Blinkx Posts Earnings, Talks About Its Search Future

BlinkxSeeing continued growth, video search company Blinkx reported 113% year-over-year revenue growth -- or $13.93 million -- on Tuesday. But, while narrower than ever, marketing and R&D costs still led to a full-year loss of $8.87 million.

"It's slow and steady, but we're happy with those numbers considering that YouTube is estimated to be making something like $100 million a year," Blinkx chief executive Suranga Chandratillake told Online Media Daily.

2009, according to blinkx, is "a year of tremendous potential," and it plans to continue investing in the present "once-in-a-generation opportunity" of online video.

Still, in light of present market conditions, the company said it was maintaining a "cautious and conservative stance."

Marketing spend nearly doubled to $13.9 million, while R&D spending grew to $4.2 million, administration costs were up to $1.8 million.



Since its launch in 2004, blinkx's reason-for-being has been to develop an efficient, scalable way to search the millions of hours of video now flooding the Web.

Blinkx presently indexes some 35 million hours of video, and offers the search service to white-label partners as well as to its own site, while its AdHoc system lets producers place ads in their videos.

According to blinkx, monthly unique visitors to its site are up 56% to 88 million; 8.5 million searches are served daily; and its video ad CPMs are holding steady at $16.25 in the downturn.

Employing technology that "listens" to the speech track of a given video, blinkx videos are now accompanied by speech tags to complement text meta-data tags. As such, users can now find videos by specific spoken words, and then jump to the exact point in the videos when those words are uttered.

Blinkx's facial recognition technology identifies and catalogs recognizable faces within videos, and presents users with thumbnails of the different faces that appear in a given video.

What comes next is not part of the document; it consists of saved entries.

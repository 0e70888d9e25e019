//! Durable state for warden (spec §3/§4.A): conversations, messages, jobs,
//! activities, scheduled jobs, agent context, usage, and the shell-run audit
//! trail, behind a single `Store` facade.

pub mod append_log;
pub mod history;
pub mod ids;
pub mod json_table;
pub mod messages;
pub mod shell_runs;
pub mod store;

pub use shell_runs::ShellRun;
pub use store::{JobOptions, Store};
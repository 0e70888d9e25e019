use serde::Serialize;

/// Structured trace events emitted across warden crates.
///
/// Separate from `tracing::info!` free-text lines: these are greppable,
/// machine-parseable JSON blobs carried inside a single tracing field.
#[derive(Debug, Clone, Serialize)]
#[serde(tag = "event")]
pub enum TraceEvent {
    JobEnqueued {
        job_id: String,
        conversation_id: String,
    },
    JobStatusChanged {
        job_id: String,
        from: String,
        to: String,
    },
    LlmRequest {
        provider: String,
        model: String,
        component: String,
        streaming: bool,
        duration_ms: u64,
        prompt_tokens: Option<u32>,
        completion_tokens: Option<u32>,
    },
    LlmRetry {
        provider: String,
        attempt: u32,
        backoff_ms: u64,
        reason: String,
    },
    CompactionRun {
        conversation_id: String,
        messages_before: usize,
        messages_after: usize,
        fallback_to_original: bool,
    },
    SummaryUpdated {
        conversation_id: String,
        up_to_message_id: i64,
    },
    SkillsRouted {
        conversation_id: String,
        active: usize,
        added: usize,
        dropped: usize,
    },
    LoopDetected {
        job_id: String,
        tool_name: String,
        repetitions: u32,
    },
    ScheduleFired {
        scheduled_job_id: String,
        job_id: String,
        conversation_id: String,
    },
}

impl TraceEvent {
    pub fn emit(&self) {
        let json = serde_json::to_string(self).unwrap_or_default();
        tracing::info!(trace_event = %json, "warden_event");
    }
}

In addition, blinkx's technology detects scene changes, and matches videos that share similar visual components. For example, news videos on the presidential inauguration might come from different television networks, but if they share similar scenes from the event, then blinkx presents the videos as a set of related results.

Earlier this month, blinkx signed a technology integration deal with interactive service provider Miniweb. Under the terms of the deal, Miniweb is using blinkx's software for video search, targeting and personalization as part of its online services platform.